O homem foi preso depois que a polícia apreendeu 38 kg de milho congelado, incluindo pangolim, ratos-de-cana e porcos-espinhos, disse um órgão de vigilância de segurança alimentar.
A Agência de Padrões Alimentares (FSA) e Polícia Metropolitana Encontrei carne de caça em um lugar em Deptford, sul Londresnaquele dezembro
Carne de animais selvagens – muitas vezes espécies encontradas em regiões tropicais que foram pesquisadas.
Um homem de 57 anos foi preso e libertado sob investigação, F.SA. ele disse.
A operação teve como alvo a lei sobre produtos de carne importados, que são produtos alimentares consumidos com riscos potenciais para os consumidores, porque os alimentos importados ilegalmente ignoram as verificações de segurança, disse a polícia.
Algumas espécies, como o pangolim, também estão criticamente ameaçadas e todo o seu comércio internacional é proibido.
Os pangolins são caçados por humanos em busca de comida e escamas. Eles são o único tipo de mamífero com escamas cobrindo o corpo da cabeça à cauda e se alimentam de larvas de formigas, cupins e insetos, segundo a Sociedade Zoológica de Londres (ZSL).
Acredita-se que um milhão de pangolins tenham sido caçados ilegalmente no espaço de uma década para satisfazer a procura, tornando-os talvez o animal mais caçado do mundo, disse a ZSL.
Ele disse que as escamas e outras partes do corpo dos pangolins são usadas na medicina tradicional na China, no Vietname e em partes da África Ocidental e Central, embora não haja provas científicas dos seus benefícios para a saúde.
Um pesquisador sênior da FSA, Simon Ashwin, disse que o órgão “adverte os consumidores para não comprarem ou comerem carne importada ilegalmente, incluindo carne de caça, pois pode representar sérios riscos à saúde”.
Um problema mundial
A audiência ocorre no momento em que as autoridades revelam que 134 países estavam envolvidos num número recorde de comércio ilegal de animais vivos e numa quantidade recorde de comércio ilegal de vida selvagem.
A operação entre 15 de setembro e 15 de outubro, organizada pela Interpol e pela Organização Mundial das Alfândegas, identificou 1.100 suspeitos e resultou na detenção de 24 pessoas na África do Sul, duas no Vietname e uma no Qatar.
Quase 30 mil animais foram apreendidos vivos durante a operação policial global que durou um mês pela polícia, alfândega, segurança e autoridades florestais e de vida selvagem.
A Interpol disse que a operação se concentrou na procura de animais de estimação exóticos, incluindo aves, tartarugas, répteis e primatas.
Houve também um aumento acentuado no comércio de artrópodes exóticos – incluindo cerca de 10.500 borboletas, aranhas e insectos.
“Apesar do seu pequeno tamanho, estas criaturas desempenham funções ecológicas vitais.

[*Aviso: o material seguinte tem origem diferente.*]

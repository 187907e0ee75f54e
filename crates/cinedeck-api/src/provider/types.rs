//! Vendor-neutral catalog types.

use std::fmt;
use std::str::FromStr;

use anyhow::bail;
use serde::{Deserialize, Serialize};

/// Number of results the provider serves per page.
pub const PROVIDER_PAGE_SIZE: u32 = 20;

/// Highest page number the provider accepts.
pub const MAX_PROVIDER_PAGE: u32 = 500;

/// Results reachable through paging (`MAX_PROVIDER_PAGE` pages of
/// `PROVIDER_PAGE_SIZE`), whatever total the provider reports.
pub const MAX_PROVIDER_RESULTS: u64 = 10_000;

/// Kind of catalog entry.
#[derive(Debug, Clone, Copy, PartialEq, Eq, Hash, Serialize, Deserialize)]
#[serde(rename_all = "lowercase")]
pub enum MediaKind {
    /// Feature film.
    Movie,
    /// TV series.
    Tv,
}

impl MediaKind {
    /// Lowercase identifier used in URLs and on the command line.
    #[must_use]
    pub const fn as_str(self) -> &'static str {
        match self {
            Self::Movie => "movie",
            Self::Tv => "tv",
        }
    }
}

impl fmt::Display for MediaKind {
    fn fmt(&self, f: &mut fmt::Formatter<'_>) -> fmt::Result {
        f.write_str(self.as_str())
    }
}

impl FromStr for MediaKind {
    type Err = anyhow::Error;

    fn from_str(s: &str) -> Result<Self, Self::Err> {
        match s {
            "movie" => Ok(Self::Movie),
            "tv" => Ok(Self::Tv),
            other => bail!("unknown media kind: {other} (expected movie or tv)"),
        }
    }
}

/// A title as listed by the provider.
#[derive(Debug, Clone, PartialEq, Serialize, Deserialize)]
pub struct MediaSummary {
    /// Provider ID.
    pub id: u64,
    /// Display title.
    pub title: String,
    /// Release or first-air year.
    pub year: Option<i32>,
    /// Average user rating (0-10).
    pub rating: f64,
    /// Absolute poster image URL.
    pub poster: Option<String>,
    /// Genre names.
    pub genres: Vec<String>,
    /// Synopsis.
    pub description: String,
    /// Movie or TV.
    pub kind: MediaKind,
}

impl MediaSummary {
    /// Year as display text, `-` when unknown.
    #[must_use]
    pub fn year_label(&self) -> String {
        self.year.map_or_else(|| String::from("-"), |y| y.to_string())
    }

    /// Rating rounded to one decimal.
    #[must_use]
    pub fn rating_label(&self) -> String {
        format!("{:.1}", self.rating)
    }
}

/// One fixed-size page of provider results.
#[derive(Debug, Clone, Default, PartialEq)]
pub struct ProviderPage {
    /// Items on this page.
    pub items: Vec<MediaSummary>,
    /// Total number of matching items across all pages.
    pub total: u64,
}

/// A single TV episode.
#[derive(Debug, Clone, PartialEq, Eq, Serialize, Deserialize)]
pub struct Episode {
    /// Season number.
    pub season: u32,
    /// Episode number within the season.
    pub episode: u32,
    /// Episode title.
    pub title: String,
    /// Runtime in minutes.
    pub runtime_min: Option<u32>,
}

impl Episode {
    /// Runtime as `"<n>m"`, or `"N/A"` when unknown.
    #[must_use]
    pub fn runtime_label(&self) -> String {
        self.runtime_min
            .map_or_else(|| String::from("N/A"), |m| format!("{m}m"))
    }
}

/// Full detail record for a movie or series.
#[derive(Debug, Clone, PartialEq)]
pub struct MediaDetails {
    /// Listing fields.
    pub summary: MediaSummary,
    /// Movie runtime in minutes.
    pub runtime_min: Option<u32>,
    /// Number of seasons (TV only).
    pub season_count: Option<u32>,
    /// Every episode across regular seasons (TV only).
    pub episodes: Vec<Episode>,
}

A sua remoção desestabiliza as cadeias alimentares e introduz invasões de espécies ou doenças, representando graves riscos para a biossegurança e a saúde pública”, afirmou a Interpol.
O comércio de carne selvagem também registou um aumento – com um recorde de 5,8 toneladas de carne escalfada.
Mais da Sky News:
Prédio de dois andares desaba no Marrocos e deixa 22 mortos
O contato de Meghan com o pai distante de Thomas Markle
Em particular, os autores observaram o crescimento dos acidentes de trânsito de África para a Europa.
As autoridades quenianas apreenderam mais de 400 kg de carne de pantera, enquanto a polícia da Tanzânia recuperou carne e peles de zebra e avestruz no valor de mais de 7.500 libras (10.000 dólares).
A maior parte do comércio de vida selvagem este ano envolve restos, peças e produtos de animais, muitas vezes para fins medicinais ou alimentos tradicionais.
O valor anual dos crimes contra a vida selvagem é estimado em 14,9 mil milhões de libras (20 mil milhões de dólares), mas o número real é provavelmente muito mais elevado.
A Interpol disse que a operação “uma vez que a sofisticação e a escala das redes criminosas impulsionam a vida selvagem ilegal e o comércio de vida selvagem – redes que se cruzam cada vez mais com todas as áreas do crime, do tráfico de drogas ao tráfico de seres humanos”.